Educator and evangelist Lonnie J. Allison encouraged students at Samford University’s Beeson Divinity School to saturate society with Christianity during a campus visit Tuesday, Sept. 7.

Dr. Allison, director of the Billy Graham Center at Wheaton College and Associate Professor of Evangelism and Spiritual Formation in the Wheaton Graduate School, spoke during the divinity school’s opening convocation of the fall semester in Andrew Gerow Hodges Chapel.

Basing his remarks on passages from Acts 19, which finds the Apostle Paul in Ephesus, Allison noted how the message of the Gospel shapes societies. “Every city and nation is ruled by eight major institutions,” he said, citing religion, commerce, government, education, the arts, media, leisure and family.

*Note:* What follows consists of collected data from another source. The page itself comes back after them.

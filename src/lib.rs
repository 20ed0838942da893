//! A countdown word-guessing round engine with optional `no_std` support.
//!
//! The crate provides a [`RoundController`] that owns one timed round: the
//! word pool, the score, the countdown and the one-shot alert signal. When the
//! countdown runs out the final score is handed to a [`ScoreReview`], which in
//! turn signals when the player wants another round.
//!
//! # Example
//!
//! ```
//! use guessword::{RoundController, RoundOptions};
//!
//! let round = RoundController::new(RoundOptions::default(), 42).unwrap();
//! round.mark_correct();
//! round.mark_correct();
//! round.mark_skip();
//! assert_eq!(round.score(), 1);
//!
//! while round.is_ticking() {
//!     round.tick();
//! }
//! let review = round.review().unwrap();
//! assert_eq!(review.score(), 1);
//! ```
#![cfg_attr(not(feature = "std"), no_std)]
#![cfg_attr(docsrs, feature(doc_cfg))]

#[cfg(all(not(feature = "std"), not(feature = "alloc")))]
compile_error!(
    "`std` is disabled but `alloc` feature is not enabled. Enable `alloc` or keep `std` enabled."
);

extern crate alloc;

pub mod buzz;
pub mod error;
pub mod options;
pub mod review;
pub mod round;
mod sync;
#[cfg(feature = "std")]
#[cfg_attr(docsrs, doc(cfg(feature = "std")))]
pub mod ticker;
pub mod time;
pub mod words;

// Re-export main types
pub use buzz::{BuzzPattern, HapticActuator};
pub use error::OptionsError;
pub use options::RoundOptions;
pub use review::ScoreReview;
pub use round::{AlertSignal, RoundController, RoundSnapshot, TickOutcome};
#[cfg(feature = "std")]
pub use ticker::Ticker;
pub use time::format_elapsed;
pub use words::{CANONICAL_WORDS, WORD_COUNT, WordPool};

Regarding religion, he said that in Ephesus the Gospel started doing its work through the city’s existing religious system. “When you go into a city,” he advised the students, “don’t think your job is just to transform your church. You’re there to change a city.”

During the early era of Christianity, through 350 A.D., more than half of the Roman Empire embraced Christianity, noted Allison, offering three reasons how such a small group could have such major impact in a relatively short time. Besides the fact that the message of the cross of Jesus Christ reached the elites as well as the poor, there was also a social dimension. During the plagues, he said, aristocrats would flee the cities, leaving the bereft to die, but the Christians did not leave.

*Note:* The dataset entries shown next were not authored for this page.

use std::sync::Arc;

use crate::config::Config;
use crate::question_bank::generator::QuestionGenerator;
use crate::readiness::scorer::ReadinessConfig;
use crate::store::AssessmentStore;

/// Shared application state injected into all route handlers via Axum extractors.
#[derive(Clone)]
pub struct AppState {
    /// Persistence. Postgres in production; tests swap in an in-memory store.
    pub store: Arc<dyn AssessmentStore>,
    /// Question source for bank building. Default: LLM-backed generator.
    pub generator: Arc<dyn QuestionGenerator>,
    pub config: Config,
    /// Status and readiness bands, with the default threshold taken from config.
    pub readiness: ReadinessConfig,
}
mod assessment;
mod config;
mod db;
mod errors;
mod llm_client;
mod models;
mod question_bank;
mod readiness;
mod routes;
mod state;
mod store;

use anyhow::Result;
use std::net::SocketAddr;
use std::sync::Arc;
use tower_http::{cors::CorsLayer, trace::TraceLayer};
use tracing::info;
use tracing_subscriber::{layer::SubscriberExt, util::SubscriberInitExt, EnvFilter};

use crate::config::Config;
use crate::db::create_pool;
use crate::llm_client::LlmClient;
use crate::question_bank::generator::LlmQuestionGenerator;
use crate::readiness::scorer::ReadinessConfig;
use crate::routes::build_router;
use crate::state::AppState;
use crate::store::PgAssessmentStore;

#[tokio::main]
async fn main() -> Result<()> {
    // Fails fast on missing required env vars
    let config = Config::from_env()?;

    tracing_subscriber::registry()
        .with(EnvFilter::try_from_default_env().unwrap_or_else(|_| {
            EnvFilter::new(format!(
                "{}={}",
                env!("CARGO_PKG_NAME").replace('-', "_"),
                &config.rust_log
            ))
        }))
        .with(tracing_subscriber::fmt::layer())
        .init();

    info!("Starting SkillSync API v{}", env!("CARGO_PKG_VERSION"));

    let db = create_pool(&config.database_url).await?;
    let store = Arc::new(PgAssessmentStore::new(db));

    let llm = LlmClient::new(config.openai_api_key.clone(), config.openai_model.clone())?;
    info!("LLM client initialized (model: {})", llm.model());
    let generator = Arc::new(LlmQuestionGenerator(llm));

    let readiness = ReadinessConfig {
        default_required: config.default_required_proficiency,
        ..ReadinessConfig::default()
    };

    let state = AppState {
        store,
        generator,
        config: config.clone(),
        readiness,
    };

    let app = build_router(state)
        .layer(TraceLayer::new_for_http())
        .layer(CorsLayer::permissive());

    let addr: SocketAddr = format!("0.0.0.0:{}", config.port).parse()?;
    info!("Listening on {addr}");

    let listener = tokio::net::TcpListener::bind(addr).await?;
    axum::serve(listener, app).await?;

    Ok(())
}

“When the aristocrats returned, they found their loved ones had been cared for by the Christians.”

Also, he noted, Christians had a high view of women and children. “The church of Jesus Christ felt everyone was created equal,” he said.

Allison told how he had come from a background devoid of Christianity, but discovered God during his teenage years in California. “I realized then that Jesus Christ doesn’t just save souls, but could saturate societies,” said Allison, whose early Christian experience was influenced by culture, such as the movie Camelot and its depiction of a society moving toward goodness.

“I was discovering that God could change me from the inside out, and that He could change the world, too,” said Allison, a former professional actor who is now considered one of the leading strategists for world evangelism. An ordained minister with the Evangelical Covenant Church, he serves on the Lausanne Committee for World Evangelism and other boards and committees involved in sharing the Gospel worldwide.

The service was the divinity school’s 17th opening convocation, pointed out dean Timothy George, who became its founding dean in 1988.

The convocation also included the signing of the subscription to the confession of faith by Paul R. House, who joined the Beeson faculty this year as associate dean and professor. The signing of the covenant is a tradition for all new Beeson professors.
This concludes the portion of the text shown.